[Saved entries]
:::::

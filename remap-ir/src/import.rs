//! Import statements collected while scanning declaration files.

/// An import statement found in a declaration source file.
///
/// Equality is structural so that identical statements collected from
/// repeated scans of the same file deduplicate by value.
#[derive(Debug, Clone, PartialEq, Eq, Hash)]
pub struct ImportDeclaration {
    /// Location of the file the statement was found in.
    pub file: String,
    /// The statement text as written.
    pub raw: String,
    /// The quoted module specifier.
    pub specifier: String,
    /// Whether the specifier is relative (starts with `.`).
    pub relative: bool,
}
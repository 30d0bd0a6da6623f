//! Output file writing.

use std::path::Path;

use eyre::Result;

/// Write `content` to `path`, creating parent directories as needed.
///
/// The artifact is written in one shot; sequencing across a run is guaranteed
/// by single-threaded execution order.
pub fn write_file(path: &Path, content: &str) -> Result<()> {
    if let Some(parent) = path.parent() {
        std::fs::create_dir_all(parent)?;
    }
    std::fs::write(path, content)?;
    Ok(())
}
//! Import synthesis, rewriting, and run-wide deduplication.

use indexmap::IndexSet;
use remap_core::paths;
use remap_ir::ImportDeclaration;

/// Builder for a named TypeScript import statement.
#[derive(Debug, Clone)]
pub struct Import {
    from: String,
    named: Vec<String>,
}

impl Import {
    pub fn new(from: impl Into<String>) -> Self {
        Self {
            from: from.into(),
            named: Vec::new(),
        }
    }

    /// Import a named export.
    pub fn named(mut self, name: impl Into<String>) -> Self {
        self.named.push(name.into());
        self
    }

    /// Build the import as a statement string.
    pub fn build(&self) -> String {
        format!(
            "import {{ {} }} from \"{}\";",
            self.named.join(", "),
            self.from
        )
    }
}

/// Deduplicating collector for the artifact's import block.
///
/// Dedup is by exact final statement text; the first occurrence wins and
/// insertion order is preserved across the whole run.
#[derive(Debug)]
pub struct ImportAggregator {
    output: String,
    statements: IndexSet<String>,
}

impl ImportAggregator {
    /// Create an aggregator producing specifiers valid from `output`.
    pub fn new(output: impl Into<String>) -> Self {
        Self {
            output: output.into(),
            statements: IndexSet::new(),
        }
    }

    /// Synthesize the named import covering the entities extracted from one
    /// declaration file. Skipped when the file declared nothing visible.
    pub fn add_entity_import(&mut self, file: &str, names: &[String]) {
        if names.is_empty() {
            return;
        }
        let mut import = Import::new(paths::relative(&self.output, file));
        for name in names {
            import = import.named(name);
        }
        self.statements.insert(import.build());
    }

    /// Fold in the statements collected while scanning a declaration file,
    /// rewriting relative specifiers so they stay valid from the output
    /// location.
    pub fn add_declarations(&mut self, decls: &[ImportDeclaration]) {
        for decl in decls {
            self.statements.insert(rewrite(decl, &self.output));
        }
    }

    /// Number of distinct statements collected so far.
    pub fn len(&self) -> usize {
        self.statements.len()
    }

    pub fn is_empty(&self) -> bool {
        self.statements.is_empty()
    }

    /// Finish, yielding the statements in first-occurrence order.
    pub fn into_statements(self) -> Vec<String> {
        self.statements.into_iter().collect()
    }
}

/// Re-express one scanned import from the output location.
///
/// A relative specifier is resolved against its declaring file's directory
/// first; non-relative specifiers are location-independent and pass through
/// unchanged.
fn rewrite(decl: &ImportDeclaration, output: &str) -> String {
    if !decl.relative {
        return decl.raw.clone();
    }
    let resolved = paths::join(&decl.file, &decl.specifier);
    let specifier = paths::relative(output, &resolved);
    decl.raw.replacen(&decl.specifier, &specifier, 1)
}
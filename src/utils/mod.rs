//! Utility functions for leproc

use std::env;
use std::path::{Component, Path, PathBuf};

/// Make `path` absolute against `base` and fold `.` and `..` components.
///
/// Purely lexical: nothing is read from disk, so the result carries no
/// `\\?\` verbatim prefix and symlinks are left alone.
pub fn absolutize(base: &Path, path: &Path) -> PathBuf {
    let joined = if path.is_absolute() {
        path.to_path_buf()
    } else {
        base.join(path)
    };

    let mut normalized = PathBuf::new();
    for component in joined.components() {
        match component {
            Component::CurDir => {}
            Component::ParentDir => {
                // Never pop past the root or drive prefix
                if matches!(
                    normalized.components().next_back(),
                    Some(Component::Normal(_))
                ) {
                    normalized.pop();
                }
            }
            other => normalized.push(other.as_os_str()),
        }
    }
    normalized
}

/// Directory containing the running launcher executable
pub fn launcher_dir() -> std::io::Result<PathBuf> {
    let exe = env::current_exe()?;
    Ok(exe
        .parent()
        .map(Path::to_path_buf)
        .unwrap_or_else(|| PathBuf::from(".")))
}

:::::

▸ **Exercise details**
Each line from the top of the records above through the line containing "use eyre::Result;" needs to be transcribed exactly, and no line after it.

▸ **Answer**
filename remap-ir/src/import.rs
//! Import statements collected while scanning declaration files.

/// An import statement found in a declaration source file.
///
/// Equality is structural so that identical statements collected from
/// repeated scans of the same file deduplicate by value.
#[derive(Debug, Clone, PartialEq, Eq, Hash)]
pub struct ImportDeclaration {
    /// Location of the file the statement was found in.
    pub file: String,
    /// The statement text as written.
    pub raw: String,
    /// The quoted module specifier.
    pub specifier: String,
    /// Whether the specifier is relative (starts with `.`).
    pub relative: bool,
}
repository 30d0bd0a6da6623f
//! Output file writing.

use std::path::Path;

use eyre::Result;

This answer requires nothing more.